When men like Leon Brown and Henry McCollum are exonerated as they were this week in North Carolina, when the extent of the grave injustices undertaken against the mentally disabled is laid bare, I am inevitably asked the following questions by women and men of goodwill who cannot believe that these cases occur with such frequency in a nation that prides itself on its rule of law: what can I do to help? What can I do to help ensure that the next wrongfully convicted person doesn’t languish for decades in prison for crimes he or she did not commit?
Well here is something you can do to help. You can help make sure a good idea takes hold and spreads. Just before the holiday last weekend, something very important happened in New Orleans, something that one day could serve as a model for the rest of the nation. The Orleans Parish district attorney joined with the defenders at the Innocence Project New Orleans to create and promote a project designed to have lawyers for the state and lawyers for criminal defendants work together to identify and resolve wrongful conviction cases before they take years (or decades) to litigate.
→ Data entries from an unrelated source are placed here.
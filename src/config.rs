//! 程序配置
//!
//! 加载顺序：默认值 → TOML 配置文件（可选）→ 环境变量 → 命令行参数。
//! 最终由 [`Config::validate`] 检查，任何错误都会在处理开始前终止运行。

use std::path::{Path, PathBuf};
use std::str::FromStr;
use std::time::Duration;

use serde::Deserialize;

use crate::error::ConfigError;

/// 程序配置文件
#[derive(Clone, Debug, Default, Deserialize, PartialEq)]
#[serde(default)]
pub struct Config {
    pub survey: SurveyConfig,
    pub processing: ProcessingConfig,
    pub llm: LlmConfig,
    pub logging: LoggingConfig,
    pub filter: FilterConfig,
    pub app: AppConfig,
}

/// 调研主题
#[derive(Clone, Debug, Default, Deserialize, PartialEq)]
#[serde(default)]
pub struct SurveyConfig {
    /// 调研主题，检查点按此字符串精确匹配
    pub topic: String,
    /// 调研范围的详细描述（可选）
    pub description: String,
}

/// 批处理参数
#[derive(Clone, Debug, Deserialize, PartialEq)]
#[serde(default)]
pub struct ProcessingConfig {
    /// 论文 JSON 文件所在目录
    pub input_dir: PathBuf,
    /// 结果 CSV 文件
    pub output_file: PathBuf,
    /// 每批论文数量
    pub batch_size: usize,
    /// 检查点文件
    pub checkpoint_file: PathBuf,
    /// 每批完成后保存检查点
    pub save_every_batch: bool,
    /// 同时进行的推理请求上限
    pub max_concurrent_requests: usize,
}

impl Default for ProcessingConfig {
    fn default() -> Self {
        Self {
            input_dir: PathBuf::from("data/papers"),
            output_file: PathBuf::from("data/results/relevance_index.csv"),
            batch_size: 10,
            checkpoint_file: PathBuf::from("data/checkpoints/processing_checkpoint.json"),
            save_every_batch: true,
            max_concurrent_requests: 10,
        }
    }
}

/// 推理服务配置（兼容 OpenAI API 的服务，如 Ollama）
#[derive(Clone, Debug, Deserialize, PartialEq)]
#[serde(default)]
pub struct LlmConfig {
    pub api_base_url: String,
    pub api_key: String,
    pub model_name: String,
    /// 每篇论文的最大尝试次数
    pub max_retries: u32,
    /// 两次尝试之间的等待秒数
    pub retry_delay: f64,
    /// 单次请求超时秒数
    pub request_timeout: f64,
    pub temperature: f32,
}

impl Default for LlmConfig {
    fn default() -> Self {
        Self {
            api_base_url: "http://localhost:11434/v1".to_string(),
            api_key: "ollama".to_string(),
            model_name: "hf.co/unsloth/Qwen3-30B-A3B-GGUF:latest".to_string(),
            max_retries: 3,
            retry_delay: 1.0,
            request_timeout: 300.0,
            temperature: 0.3,
        }
    }
}

/// 重试间隔和请求超时的上限（秒）
pub const MAX_WAIT_SECS: f64 = 86_400.0;

impl LlmConfig {
    pub fn retry_delay_duration(&self) -> Duration {
        seconds(self.retry_delay)
    }

    pub fn request_timeout_duration(&self) -> Duration {
        seconds(self.request_timeout)
    }
}

fn seconds(value: f64) -> Duration {
    Duration::from_secs_f64(value.max(0.0).min(MAX_WAIT_SECS))
}

/// 日志配置
#[derive(Clone, Debug, Deserialize, PartialEq)]
#[serde(default)]
pub struct LoggingConfig {
    pub log_level: String,
    /// 额外写入的日志文件（始终为 DEBUG 级别）
    pub log_file: Option<PathBuf>,
    /// 等同于 log_level = "debug"
    pub verbose: bool,
}

impl Default for LoggingConfig {
    fn default() -> Self {
        Self {
            log_level: "info".to_string(),
            log_file: None,
            verbose: false,
        }
    }
}

/// 过滤条件
#[derive(Clone, Debug, Default, Deserialize, PartialEq)]
#[serde(default)]
pub struct FilterConfig {
    /// 年份范围（闭区间）
    pub years: Option<(i32, i32)>,
    pub conferences: Vec<String>,
    pub keywords: Vec<String>,
}

/// 运行模式
#[derive(Clone, Debug, Default, Deserialize, PartialEq)]
#[serde(default)]
pub struct AppConfig {
    /// 只展示语料概要，不调用模型
    pub dry_run: bool,
    /// 为每个评级单独导出 CSV
    pub create_separate_csvs: bool,
}

impl Config {
    /// 从 TOML 文件加载（缺失的字段使用默认值）
    pub fn from_file(path: &Path) -> Result<Self, ConfigError> {
        let content =
            std::fs::read_to_string(path).map_err(|e| ConfigError::FileReadFailed {
                path: path.display().to_string(),
                message: e.to_string(),
            })?;
        toml::from_str(&content).map_err(|e| ConfigError::TomlParseFailed {
            path: path.display().to_string(),
            message: e.to_string(),
        })
    }

    /// 用环境变量覆盖当前配置
    pub fn apply_env(mut self) -> Result<Self, ConfigError> {
        if let Ok(v) = std::env::var("SURVEY_TOPIC") {
            self.survey.topic = v;
        }
        if let Ok(v) = std::env::var("SURVEY_DESCRIPTION") {
            self.survey.description = v;
        }
        if let Ok(v) = std::env::var("INPUT_DIR") {
            self.processing.input_dir = PathBuf::from(v);
        }
        if let Ok(v) = std::env::var("OUTPUT_FILE") {
            self.processing.output_file = PathBuf::from(v);
        }
        if let Ok(v) = std::env::var("CHECKPOINT_FILE") {
            self.processing.checkpoint_file = PathBuf::from(v);
        }
        if let Some(v) = env_parse("BATCH_SIZE", "usize")? {
            self.processing.batch_size = v;
        }
        if let Some(v) = env_parse("SAVE_EVERY_BATCH", "bool")? {
            self.processing.save_every_batch = v;
        }
        if let Some(v) = env_parse("MAX_CONCURRENT_REQUESTS", "usize")? {
            self.processing.max_concurrent_requests = v;
        }
        if let Ok(v) = std::env::var("LLM_API_BASE_URL") {
            self.llm.api_base_url = v;
        }
        if let Ok(v) = std::env::var("LLM_API_KEY") {
            self.llm.api_key = v;
        }
        if let Ok(v) = std::env::var("LLM_MODEL_NAME") {
            self.llm.model_name = v;
        }
        if let Some(v) = env_parse("MAX_RETRIES", "u32")? {
            self.llm.max_retries = v;
        }
        if let Some(v) = env_parse("RETRY_DELAY", "f64")? {
            self.llm.retry_delay = v;
        }
        if let Some(v) = env_parse("REQUEST_TIMEOUT", "f64")? {
            self.llm.request_timeout = v;
        }
        if let Ok(v) = std::env::var("LOG_LEVEL") {
            self.logging.log_level = v;
        }
        Ok(self)
    }

    /// 检查配置是否可以开始运行
    pub fn validate(&self) -> Result<(), ConfigError> {
        if self.survey.topic.trim().is_empty() {
            return Err(ConfigError::MissingTopic);
        }
        if self.processing.batch_size == 0 {
            return Err(ConfigError::invalid("batch_size", "必须大于 0"));
        }
        if self.processing.max_concurrent_requests == 0 {
            return Err(ConfigError::invalid("max_concurrent_requests", "必须大于 0"));
        }
        if self.llm.max_retries == 0 {
            return Err(ConfigError::invalid("max_retries", "必须大于 0"));
        }
        if !self.llm.retry_delay.is_finite() || self.llm.retry_delay < 0.0 {
            return Err(ConfigError::invalid(
                "retry_delay",
                format!("不能为负数: {}", self.llm.retry_delay),
            ));
        }
        if self.llm.retry_delay > MAX_WAIT_SECS {
            return Err(ConfigError::invalid(
                "retry_delay",
                format!("不能超过 {} 秒: {}", MAX_WAIT_SECS, self.llm.retry_delay),
            ));
        }
        if !self.llm.request_timeout.is_finite() || self.llm.request_timeout <= 0.0 {
            return Err(ConfigError::invalid(
                "request_timeout",
                format!("必须大于 0: {}", self.llm.request_timeout),
            ));
        }
        if self.llm.request_timeout > MAX_WAIT_SECS {
            return Err(ConfigError::invalid(
                "request_timeout",
                format!("不能超过 {} 秒: {}", MAX_WAIT_SECS, self.llm.request_timeout),
            ));
        }
        if self.llm.model_name.trim().is_empty() {
            return Err(ConfigError::invalid("model_name", "不能为空"));
        }
        if let Some((start, end)) = self.filter.years {
            if start > end {
                return Err(ConfigError::InvalidYearRange { start, end });
            }
        }
        Ok(())
    }
}

fn env_parse<T: FromStr>(var_name: &str, expected_type: &str) -> Result<Option<T>, ConfigError> {
    match std::env::var(var_name) {
        Ok(value) => value
            .trim()
            .parse()
            .map(Some)
            .map_err(|_| ConfigError::EnvVarParseFailed {
                var_name: var_name.to_string(),
                value,
                expected_type: expected_type.to_string(),
            }),
        Err(_) => Ok(None),
    }
}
The venture is tentatively titled the Joint Conviction Integrity and Accuracy Project and it is based on the simple notion that Louisiana is notorious for its wrongful convictions, the feckless nature of its state judiciary, and the high costs of state compensation for the scores of people who have been exonerated as a result of flawed convictions. Let me be even more basic in describing what is happening here: one brave prosecutor has come to realize that his office can be more efficient, and more just, and more accurate, if it works more closely with defense attorneys to more quickly discover and correct flawed convictions.
The Orleans Parish prosecutor is named Leon Cannizzaro and he deserves all the credit there is for trying something new. For learning something from the wrecked lives of men like Reginald Adams, who was exonerated there in May after serving 34 years for a crime he did not commit, for a crime he was forced to confess to, for a crime police and prosecutors surely knew back then was woefully short of constitutional standards. Here is how the DA and the defenders put it in the release they issued last Thursday, while the nation essentially was still out on vacation:
While the overwhelmingly vast majority of people convicted of serious felony offenses in New Orleans are guilty of the crimes for which they are imprisoned and the conviction was the product of a constitutionally legitimate process, the District Attorney’s office believes that a small number of inmates are either actually innocent of the crimes for which they are serving time or that the legal process that resulted in their conviction contained such serious and fundamental flaws that it cannot be considered constitutionally legitimate and therefore the defendant is entitled to a fair trial.
Public safety is and will remain the primary concern of the District Attorney’s office and District Attorney Cannizzaro remains mindful that wrongful convictions endanger public safety in two ways. First, such cases—irrespective of their very small number—if left uncorrected, will result in a disproportionate level of mistrust of the criminal justice system, causing witnesses, defendants, victims and jurors to approach the process with skepticism and hampering the ability of the District Attorney to effectively prosecute cases. Second, in such cases where the imprisoned person is actually innocent, the true perpetrator of the crime has not been caught and punished and is often free to commit more crimes.
These are bold words—but words like these have been uttered by prosecutors before, in public, right before those same prosecutors then seek to delay or even subvert justice in individual cases. That is not what is supposed to happen here. Instead, the two sides in the eternal war over criminal justice have come up with a procedure to 1) identify those cases where shaky convictions deserve a closer look; 2) evaluate whether the results of those cases are so manifestly unjust that there should be joint action to rectify them, and; 3) urge the courts to do something about it.
The prosecutors who are part of this dynamic will not agree with the defense attorneys in each instance. There surely will be cases that still have to go through Louisiana’s dubious justice systems. But if even one man’s life is spared as a result of the new Project, if even one wrongfully convicted man is released from prison just one day earlier than he otherwise would have been, this experiment will be a success. It’s a sign, Emily Maw of the Innocence Project told me Thursday, of growing trust between the two sides, of a growing awareness that the cases the defenders are bringing are not frivolous and that the prosecutors who are looking at these cases are not reflectively dismissing them.
This is all a good thing. How can you help? The project needs funding, both public and private, and both Maw and Cannizzaro have not been shy about asking for it. So all you earnest people out there, all of you organizations looking to fund projects that seek “solutions” to the many problems within criminal justice, here is your chance to do something real to make a difference in the lives of the next Henry McCollum, the next Leon Brown, the next Reginald Adams, who we all know are out there just waiting for justice to one day come to them.
The views expressed are the author’s own and not necessarily those of the Brennan Center for Justice.